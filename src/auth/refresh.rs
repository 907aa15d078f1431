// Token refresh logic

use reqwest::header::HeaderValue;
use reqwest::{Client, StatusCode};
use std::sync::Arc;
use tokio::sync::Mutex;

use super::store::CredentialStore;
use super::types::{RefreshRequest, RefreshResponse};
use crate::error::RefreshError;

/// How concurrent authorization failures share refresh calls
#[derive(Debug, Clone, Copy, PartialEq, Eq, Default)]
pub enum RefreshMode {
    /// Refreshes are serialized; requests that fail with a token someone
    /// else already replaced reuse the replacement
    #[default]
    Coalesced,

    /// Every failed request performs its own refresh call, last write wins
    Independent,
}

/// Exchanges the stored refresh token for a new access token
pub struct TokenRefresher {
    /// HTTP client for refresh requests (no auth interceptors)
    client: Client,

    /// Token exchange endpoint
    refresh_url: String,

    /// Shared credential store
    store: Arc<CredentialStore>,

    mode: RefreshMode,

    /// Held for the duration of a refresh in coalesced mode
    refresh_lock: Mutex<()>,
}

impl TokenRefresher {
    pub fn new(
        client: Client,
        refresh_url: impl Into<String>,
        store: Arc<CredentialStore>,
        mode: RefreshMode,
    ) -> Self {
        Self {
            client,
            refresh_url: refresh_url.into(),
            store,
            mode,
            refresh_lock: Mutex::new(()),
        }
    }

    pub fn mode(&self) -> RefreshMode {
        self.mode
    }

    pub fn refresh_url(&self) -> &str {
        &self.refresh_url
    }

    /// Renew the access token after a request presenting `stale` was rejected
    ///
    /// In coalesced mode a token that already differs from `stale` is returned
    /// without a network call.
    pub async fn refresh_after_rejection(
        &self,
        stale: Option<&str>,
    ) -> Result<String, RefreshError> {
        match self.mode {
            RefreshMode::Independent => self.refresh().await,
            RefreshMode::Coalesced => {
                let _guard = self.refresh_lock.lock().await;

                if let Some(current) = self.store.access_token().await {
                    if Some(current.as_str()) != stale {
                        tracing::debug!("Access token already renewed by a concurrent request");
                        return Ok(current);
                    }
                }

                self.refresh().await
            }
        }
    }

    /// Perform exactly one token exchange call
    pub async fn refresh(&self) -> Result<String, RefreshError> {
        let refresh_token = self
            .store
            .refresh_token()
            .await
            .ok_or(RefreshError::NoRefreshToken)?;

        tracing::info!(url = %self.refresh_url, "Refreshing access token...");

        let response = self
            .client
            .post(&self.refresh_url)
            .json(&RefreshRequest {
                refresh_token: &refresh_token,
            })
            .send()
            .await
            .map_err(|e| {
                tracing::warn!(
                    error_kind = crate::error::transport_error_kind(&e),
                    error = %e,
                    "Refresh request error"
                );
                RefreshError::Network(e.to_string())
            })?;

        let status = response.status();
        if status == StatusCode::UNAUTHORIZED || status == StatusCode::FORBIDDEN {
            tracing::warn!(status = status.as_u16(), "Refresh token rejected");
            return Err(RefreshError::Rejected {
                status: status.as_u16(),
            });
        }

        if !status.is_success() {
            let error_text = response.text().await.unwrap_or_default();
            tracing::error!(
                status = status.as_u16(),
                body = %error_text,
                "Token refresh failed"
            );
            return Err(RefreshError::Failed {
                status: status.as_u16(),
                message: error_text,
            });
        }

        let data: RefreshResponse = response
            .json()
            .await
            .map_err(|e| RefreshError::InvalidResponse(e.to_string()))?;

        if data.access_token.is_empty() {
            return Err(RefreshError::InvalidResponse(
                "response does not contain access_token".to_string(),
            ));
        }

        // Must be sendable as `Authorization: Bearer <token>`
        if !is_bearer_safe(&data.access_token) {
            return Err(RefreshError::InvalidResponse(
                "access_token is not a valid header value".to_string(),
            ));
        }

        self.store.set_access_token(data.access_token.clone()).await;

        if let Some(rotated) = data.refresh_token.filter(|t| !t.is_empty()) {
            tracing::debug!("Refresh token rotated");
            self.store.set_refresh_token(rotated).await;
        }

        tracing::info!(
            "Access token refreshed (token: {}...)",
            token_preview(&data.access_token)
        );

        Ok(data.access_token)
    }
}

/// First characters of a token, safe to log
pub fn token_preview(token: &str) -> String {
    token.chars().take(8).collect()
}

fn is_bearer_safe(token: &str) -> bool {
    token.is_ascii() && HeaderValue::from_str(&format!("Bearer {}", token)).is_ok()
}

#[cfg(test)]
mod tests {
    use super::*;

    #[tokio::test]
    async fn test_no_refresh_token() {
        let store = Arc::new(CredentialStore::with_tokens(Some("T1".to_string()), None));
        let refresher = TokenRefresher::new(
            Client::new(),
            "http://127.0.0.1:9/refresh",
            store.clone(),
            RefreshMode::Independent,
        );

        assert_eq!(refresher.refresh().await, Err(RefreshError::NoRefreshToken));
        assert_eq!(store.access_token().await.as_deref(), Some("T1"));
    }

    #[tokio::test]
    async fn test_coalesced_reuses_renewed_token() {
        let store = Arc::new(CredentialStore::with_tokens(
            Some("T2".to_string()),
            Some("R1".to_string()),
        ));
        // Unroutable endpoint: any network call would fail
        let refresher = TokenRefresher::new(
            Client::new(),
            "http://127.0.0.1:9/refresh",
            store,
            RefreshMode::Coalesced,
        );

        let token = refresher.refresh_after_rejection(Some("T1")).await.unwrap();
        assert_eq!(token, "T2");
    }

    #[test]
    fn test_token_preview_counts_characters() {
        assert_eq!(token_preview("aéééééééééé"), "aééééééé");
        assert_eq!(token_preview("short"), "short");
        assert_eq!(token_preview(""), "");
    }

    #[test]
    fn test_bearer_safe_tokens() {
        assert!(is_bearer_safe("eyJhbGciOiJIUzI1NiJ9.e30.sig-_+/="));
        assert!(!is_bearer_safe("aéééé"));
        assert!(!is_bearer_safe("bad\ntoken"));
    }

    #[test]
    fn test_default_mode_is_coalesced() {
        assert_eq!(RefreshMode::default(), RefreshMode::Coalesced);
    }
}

...

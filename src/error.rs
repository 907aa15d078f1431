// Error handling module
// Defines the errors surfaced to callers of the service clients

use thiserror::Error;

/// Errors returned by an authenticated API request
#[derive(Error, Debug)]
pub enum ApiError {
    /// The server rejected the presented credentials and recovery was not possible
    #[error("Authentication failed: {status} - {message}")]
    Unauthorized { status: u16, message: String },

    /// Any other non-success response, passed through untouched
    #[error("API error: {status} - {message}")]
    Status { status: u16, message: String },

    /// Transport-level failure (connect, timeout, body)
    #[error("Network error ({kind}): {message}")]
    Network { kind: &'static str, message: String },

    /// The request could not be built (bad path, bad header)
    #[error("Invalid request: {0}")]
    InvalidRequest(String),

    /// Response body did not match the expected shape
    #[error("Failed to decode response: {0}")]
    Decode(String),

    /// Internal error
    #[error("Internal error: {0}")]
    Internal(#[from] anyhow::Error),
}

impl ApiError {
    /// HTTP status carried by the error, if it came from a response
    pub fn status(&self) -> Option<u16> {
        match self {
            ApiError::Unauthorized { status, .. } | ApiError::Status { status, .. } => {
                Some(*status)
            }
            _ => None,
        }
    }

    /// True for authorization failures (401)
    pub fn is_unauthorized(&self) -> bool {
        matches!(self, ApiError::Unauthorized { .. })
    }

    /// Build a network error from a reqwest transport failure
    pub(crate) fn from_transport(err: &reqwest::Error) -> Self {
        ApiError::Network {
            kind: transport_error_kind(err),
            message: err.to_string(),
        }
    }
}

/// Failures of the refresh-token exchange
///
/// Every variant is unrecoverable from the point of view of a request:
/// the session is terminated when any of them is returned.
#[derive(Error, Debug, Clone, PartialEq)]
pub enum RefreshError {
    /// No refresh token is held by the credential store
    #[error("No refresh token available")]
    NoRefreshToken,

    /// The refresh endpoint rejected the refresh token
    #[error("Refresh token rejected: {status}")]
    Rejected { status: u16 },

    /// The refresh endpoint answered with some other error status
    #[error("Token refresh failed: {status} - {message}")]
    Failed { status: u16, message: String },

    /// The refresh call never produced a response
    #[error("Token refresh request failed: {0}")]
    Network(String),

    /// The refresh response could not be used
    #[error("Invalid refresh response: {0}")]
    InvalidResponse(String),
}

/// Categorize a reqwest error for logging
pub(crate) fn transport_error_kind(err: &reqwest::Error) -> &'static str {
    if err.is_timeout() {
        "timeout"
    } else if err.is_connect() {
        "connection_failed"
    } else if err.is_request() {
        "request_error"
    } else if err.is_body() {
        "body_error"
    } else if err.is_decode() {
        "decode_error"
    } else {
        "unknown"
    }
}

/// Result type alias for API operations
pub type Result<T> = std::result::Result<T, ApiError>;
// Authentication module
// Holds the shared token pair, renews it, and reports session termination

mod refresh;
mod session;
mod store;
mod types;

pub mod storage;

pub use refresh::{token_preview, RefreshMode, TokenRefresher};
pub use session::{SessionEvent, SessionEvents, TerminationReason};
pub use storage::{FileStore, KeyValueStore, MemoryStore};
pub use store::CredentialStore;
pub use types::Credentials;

_Instructions for the task_: Take exactly the lines from the one containing "mod refresh;" through the one containing "pub use types::Credentials;" in the data above, and output them with nothing added.

_Response to this task_:
mod refresh;
mod session;
mod store;
mod types;

pub mod storage;

pub use refresh::{token_preview, RefreshMode, TokenRefresher};
pub use session::{SessionEvent, SessionEvents, TerminationReason};
pub use storage::{FileStore, KeyValueStore, MemoryStore};
pub use store::CredentialStore;
pub use types::Credentials;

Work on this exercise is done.